1 files changed, 29 insertions, 18 deletions

diff --git a/results.tex b/results.tex
index e293905..6a2e684 100644
--- a/results.tex
+++ b/results.tex
@@ -156,11 +156,6 @@ and optimize $f$ for any cardinality constraint.
   optimize it under any cardinality constraint, with probability $1-e^{-cn}$.
 \end{proposition}
 
-TODO:A much easier result to show is that an $nxn$ matrix is singular with
-probability $1/\sqrt{2}^n$, look at the determinant of random matrix theory pdf
--> and see that by taking the determinant mod 2 -> we can bound the probability
-that the determinant is even?
-
 \subsection{Average weight method}
 
 Another method is to compute for every node $i$ the \emph{average weight of
@@ -228,17 +223,15 @@ fraction of the non-zero sets is a big problem
 
 \subsection{Average weight method}
 
-\subsection{Passive Optimization can be easier than Learning}
-
-Consider the matroid construction from~\cite{balcan2011learning}, which we
-recall here:
+\section{Passive Optimization can be easier than Passive Learning}
 
+Recall the matroid construction from~\cite{balcan2011learning}:
 \begin{theorem}
   For any $k$ with $k = 2^{o(n^{1/3})}$, there exists a family of sets ${\cal A}
   \subseteq2^{[n]}$ and a family of matroids $\cal{M} = \{M_{\cal{B}} :
   \cal{B} \subseteq\cal{A} \}$ such that:
   \begin{itemize}
-    \item $|\cal{A}| = k$ and $|A| = n^{1/3}$ for every $A \in \cal{A}$
+    \item $|{\cal A}| = k$ and $|A| = n^{1/3}$ for every $A \in \cal{A}$
     \item For every $\cal{B} \subseteq\cal{A}$ and every $A \in \cal{A}$, we
       have:
       \begin{align*}
@@ -249,15 +242,33 @@ recall here:
 \end{theorem}
 
 Consider the following subset of the above family of matroids: ${\cal M}^1 =
-\{M_{\cal B} : {\cal B} \subseteq{\cal A} \wedge |{\cal A}\backslash{\cal B}| \geq
-\frac{1}{n}{\cal A}\}$. Suppose we observe sets from a uniform distribution
-over all sets of ${\cal A}$, then after polynomially observations, we will
+\{M_{\cal B} : {\cal B} \subseteq{\cal A} \wedge |{\cal A}\backslash{\cal B}|
+\geq \frac{1}{n}{\cal A}\}$ for $k = 2^{n^{1/6}}$. Let $D_u$ be the uniform
+distribution over all sets of ${\cal A}$. Consider an \emph{unknown} function
+$f$, corresponding to a rank function of one of the matroids from ${\cal M}^1$.
+After $n$ observations $O \equiv (S_i, f(S_i))_i$ for $S_i \sim D_u$, we will
 observe at least one element from $\cal{A}\backslash\cal{B}$ with constant
-probability.
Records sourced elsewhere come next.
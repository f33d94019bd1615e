//! Pre-publish decision engine.
//!
//! After the last stage, the accumulated [`QualityContext`] is reduced to a
//! three-valued routing verdict. Rules run in a fixed order and the first
//! match wins; downstream publish/notification collaborators consume the
//! persisted decision verbatim.

use chrono::{DateTime, Utc};
use serde::{Deserialize, Serialize};
use tracing::info;

use crate::state::QualityContext;
use crate::store::{DocumentStore, DocumentStoreExt, StoreError, paths};

// ── Verdict ────────────────────────────────────────────────────────────

#[derive(Debug, Clone, Copy, PartialEq, Eq, Serialize, Deserialize)]
#[serde(rename_all = "SCREAMING_SNAKE_CASE")]
pub enum PublishDecision {
    AutoPublish,
    AutoPublishWithWarning,
    HumanReview,
}

/// Decision plus its canonical reason string.
#[derive(Debug, Clone, PartialEq, Eq, Serialize, Deserialize)]
pub struct DecisionOutcome {
    pub decision: PublishDecision,
    pub reason: String,
}

impl DecisionOutcome {
    fn new(decision: PublishDecision, reason: &str) -> Self {
        Self {
            decision,
            reason: reason.to_string(),
        }
    }
}

// ── Rules ──────────────────────────────────────────────────────────────

fn has_fallback_for(ctx: &QualityContext, stage_prefix: &str) -> bool {
    ctx.fallback_stages().any(|s| s.starts_with(stage_prefix))
}

/// Evaluate the ordered rule table over the final quality context.
#[must_use]
pub fn decide(ctx: &QualityContext) -> DecisionOutcome {
    // 1. Any TTS fallback means the published voice differs from the
    //    primary; a human signs off.
    if has_fallback_for(ctx, "tts") {
        return DecisionOutcome::new(PublishDecision::HumanReview, "TTS fallback used");
    }

    // 2. Script length escaped the acceptable band.
    if ctx.flags.contains("word-count-low") || ctx.flags.contains("word-count-high") {
        return DecisionOutcome::new(
            PublishDecision::HumanReview,
            "Word count outside acceptable range",
        );
    }

    // 3. Thumbnail and visual generation both fell back.
    if has_fallback_for(ctx, "thumbnail") && has_fallback_for(ctx, "visual") {
        return DecisionOutcome::new(
            PublishDecision::HumanReview,
            "Both thumbnail and visual fallbacks used",
        );
    }

    // 4. Pile-ups of independent concerns.
    let degraded = ctx.degraded_stages.len();
    let fallbacks = ctx.fallbacks_used.len();
    if degraded >= 3 || (degraded >= 1 && fallbacks >= 2) {
        return DecisionOutcome::new(PublishDecision::HumanReview, "Multiple quality concerns");
    }

    // 5. Anything noted at all warrants the warning label.
    if !ctx.is_clean() {
        return DecisionOutcome::new(
            PublishDecision::AutoPublishWithWarning,
            "Minor quality issues",
        );
    }

    // 6. Clean run.
    DecisionOutcome::new(PublishDecision::AutoPublish, "No quality issues")
}

// ── Persistence ────────────────────────────────────────────────────────

/// The `pipelines/{id}/quality` document.
#[derive(Debug, Clone, PartialEq, Serialize, Deserialize)]
pub struct PersistedDecision {
    pub pipeline_id: String,
    pub decision: PublishDecision,
    pub reason: String,
    pub decided_at: DateTime<Utc>,
    pub quality_context: QualityContext,
}

/// Persist the verdict; HUMAN_REVIEW additionally lands a review-queue
/// item so operators see it without scanning pipelines.
pub async fn persist_decision(
    store: &dyn DocumentStore,
    pipeline_id: &str,
    outcome: &DecisionOutcome,
    ctx: &QualityContext,
    now: DateTime<Utc>,
) -> Result<PersistedDecision, StoreError> {
    let persisted = PersistedDecision {
        pipeline_id: pipeline_id.to_string(),
        decision: outcome.decision,
        reason: outcome.reason.clone(),
        decided_at: now,
        quality_context: ctx.clone(),
    };
    let path = paths::pipeline_quality(pipeline_id);
    store.set_doc(path.collection, &path.id, &persisted).await?;

    if outcome.decision == PublishDecision::HumanReview {
        let review_path = paths::review_item(&format!("{pipeline_id}-publish-decision"));
        store
            .set_doc(review_path.collection, &review_path.id, &persisted)
            .await?;
    }
    info!(
        pipeline = pipeline_id,
        decision = ?outcome.decision,
        reason = %outcome.reason,
        "pre-publish decision recorded"
    );
    Ok(persisted)
}

// ── Tests ──────────────────────────────────────────────────────────────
Note that as long as we observe \emph{one} set from ${\cal A}
-\backslash {\cal B}$, we can optimize the unknown function directly. However,
-it follows from the analysis of~\cite{balcan2011learning} that we cannot learn
-this family of matroid rank functions under any distribution, even with active
-value queries!
+probability:
+
+\begin{equation}
+  \nonumber \mathbb{P}(\bigcup_{S_i} S_i \in {\cal A}\backslash{\cal B}) \geq 1 -
+  (1 - \frac{1}{n})^{n} \geq 1 - \frac{1}{e}
+\end{equation}
+
+Note that as long as we observe \emph{one} set from ${\cal A} \backslash {\cal
+B}$, we can optimize $f$ exactly! However, it follows from the analysis
+of~\cite{balcan2011learning} that we cannot learn $f$ under any distribution,
+even with active value queries! Indeed, for any polynomially-sized set of
+observations, there exists a super-polynomially number of functions in ${\cal
+M^1}$ which coincide on this set of observations, but which take very different
+values outside of this set of observations: $8n^{1/6}$ for $A \in {\cal B}$ and
+$n^{1/3}$ for $A \in {\cal A}\backslash {\cal B}$.
+
+{\bf TODO:} Notice how the distribution we observe to optimize doesn't cover
+every possible set of size $k$. This is \emph{okay} because we are evaluating
+the learning procedure for this distribution. But a cleaner simpler example
+would be nice.
+
 
 \bibliography{optimize} \bibliographystyle{apalike}